Clarisse. She’s one of my favorite literary characters. Every November when I have the chance to teach Ray Bradbury’s classic Dystopian novel Fahrenheit 451 to my sophomore classes, I ruminate about her character, drawing parallels to my own life.
In case you aren’t familiar, Fahrenheit 451 is a book set in the future where firemen create fires rather than prevent them in order to burn books and destroy information. In a society that heavily relies on technology and conformity– where critical thinking is no longer valued–you can imagine how a free and curious spirit who asks lots of questions and challenges the status quo would be seen as a threat. Clarisse, a seventeen year old girl, is that threat.

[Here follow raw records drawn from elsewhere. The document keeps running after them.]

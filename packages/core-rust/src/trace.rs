//! Distributed trace context threaded explicitly through the request path.
//!
//! A [`TraceContext`] is owned by the inbound request and handed to the
//! pipeline by reference. The pipeline never mutates it: the publish step
//! derives a [`child`](TraceContext::child) producer context and injects that.

use opentelemetry::trace::{
    SpanContext, SpanId, TraceContextExt, TraceFlags, TraceId, TraceState,
};
use opentelemetry::Context;
use opentelemetry_sdk::trace::{IdGenerator, RandomIdGenerator};

/// Trace identity plus baggage for one logical request.
#[derive(Debug, Clone, PartialEq, Eq)]
pub struct TraceContext {
    trace_id: TraceId,
    span_id: SpanId,
    sampled: bool,
    baggage: Vec<(String, String)>,
}

impl TraceContext {
    #[must_use]
    pub fn new(trace_id: TraceId, span_id: SpanId, sampled: bool) -> Self {
        Self {
            trace_id,
            span_id,
            sampled,
            baggage: Vec::new(),
        }
    }

    /// Starts a new trace with random identifiers.
    #[must_use]
    pub fn new_root(sampled: bool) -> Self {
        let ids = RandomIdGenerator::default();
        Self::new(ids.new_trace_id(), ids.new_span_id(), sampled)
    }

    /// Parses hex-encoded identifiers (32 and 16 lowercase hex digits).
    ///
    /// # Errors
    ///
    /// Returns an error if either identifier is not valid hex or is all zeros.
    pub fn from_hex(trace_id: &str, span_id: &str, sampled: bool) -> anyhow::Result<Self> {
        let trace_id = TraceId::from_hex(trace_id)
            .map_err(|e| anyhow::anyhow!("invalid trace id {trace_id:?}: {e}"))?;
        let span_id = SpanId::from_hex(span_id)
            .map_err(|e| anyhow::anyhow!("invalid span id {span_id:?}: {e}"))?;
        if trace_id == TraceId::INVALID || span_id == SpanId::INVALID {
            anyhow::bail!("trace and span ids must be non-zero");
        }
        Ok(Self::new(trace_id, span_id, sampled))
    }

    /// Appends a baggage entry. Later entries with the same key win.
    #[must_use]
    pub fn with_baggage(mut self, key: impl Into<String>, value: impl Into<String>) -> Self {
        let key = key.into();
        self.baggage.retain(|(existing, _)| *existing != key);
        self.baggage.push((key, value.into()));
        self
    }

    /// Derives a child span in the same trace, inheriting sampling and baggage.
    #[must_use]
    pub fn child(&self) -> Self {
        Self {
            trace_id: self.trace_id,
            span_id: RandomIdGenerator::default().new_span_id(),
            sampled: self.sampled,
            baggage: self.baggage.clone(),
        }
    }

    #[must_use]
    pub fn trace_id(&self) -> TraceId {
        self.trace_id
    }

    #[must_use]
    pub fn span_id(&self) -> SpanId {
        self.span_id
    }

    #[must_use]
    pub fn is_sampled(&self) -> bool {
        self.sampled
    }

    #[must_use]
    pub fn baggage(&self) -> &[(String, String)] {
        &self.baggage
    }

    /// Looks up a baggage value by key.
    #[must_use]
    pub fn baggage_value(&self, key: &str) -> Option<&str> {
        self.baggage
            .iter()
            .find(|(k, _)| k == key)
            .map(|(_, v)| v.as_str())
    }

    /// Builds a detached OpenTelemetry context carrying this trace as a remote parent.
    ///
    /// Only the span identity is carried. Baggage stays on the
    /// [`TraceContext`] so its order is preserved.
    #[must_use]
    pub fn to_otel_context(&self) -> Context {
        let flags = if self.sampled {
            TraceFlags::SAMPLED
        } else {
            TraceFlags::default()
        };
        let span_context = SpanContext::new(
            self.trace_id,
            self.span_id,
            flags,
            true,
            TraceState::default(),
        );
        Context::new().with_remote_span_context(span_context)
    }

    /// Reads the trace identity back out of an OpenTelemetry context.
    ///
    /// Returns `None` when the context holds no valid span context. The
    /// result carries no baggage.
    #[must_use]
    pub fn from_otel_context(cx: &Context) -> Option<Self> {
        let span = cx.span();
        let span_context = span.span_context();
        if !span_context.is_valid() {
            return None;
        }
        Some(Self::new(
            span_context.trace_id(),
            span_context.span_id(),
            span_context.is_sampled(),
        ))
    }
}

One day she runs into Guy Montag, the confident fireman protagonist. They talk over the next several weeks and get to know each other. In their interactions, Montag begins to feel something awaken within him. He is drawn to Clarisse and compares her to a mirror, refracting his own light back to himself. On one occasion after a deep conversation with her, he comes home to his unconscious wife who had overdosed on pills and has the glaring realization that…“he was not happy. He recognized this as the true state of affairs. He wore his happiness like a mask and the girl had run off across the lawn with the mask and there was no way of going to knock on her door and ask for it back.”

Awakening
In many ways, I identify with Clarisse’s seeking nature: not afraid to explore, ask questions, imagine a better world for myself and others, or push back against systems that seem to not make sense. I admire her bravery and willingness to live life on her terms. In the story, she is an outcast and looked at as dangerous and untrustworthy, but she never apologizes for how she shows up in the world. She KNOWS who she is even while she’s surrounded by fellow citizens who are completely desensitized and living robotic lives– addicted to technology and numbed-out. Nobody thinks, nobody grows, nobody questions any of it.
But I have not always identified with Clarisse’s character…
Just a few short years ago, I related to Montag much more. When Clarisse first asks if he’s happy, he doesn’t even understand what she means. He tells her of course he’s happy: he’s married, has a house and a job, and he gets a great deal of satisfaction out of his life…why wouldn’t he be?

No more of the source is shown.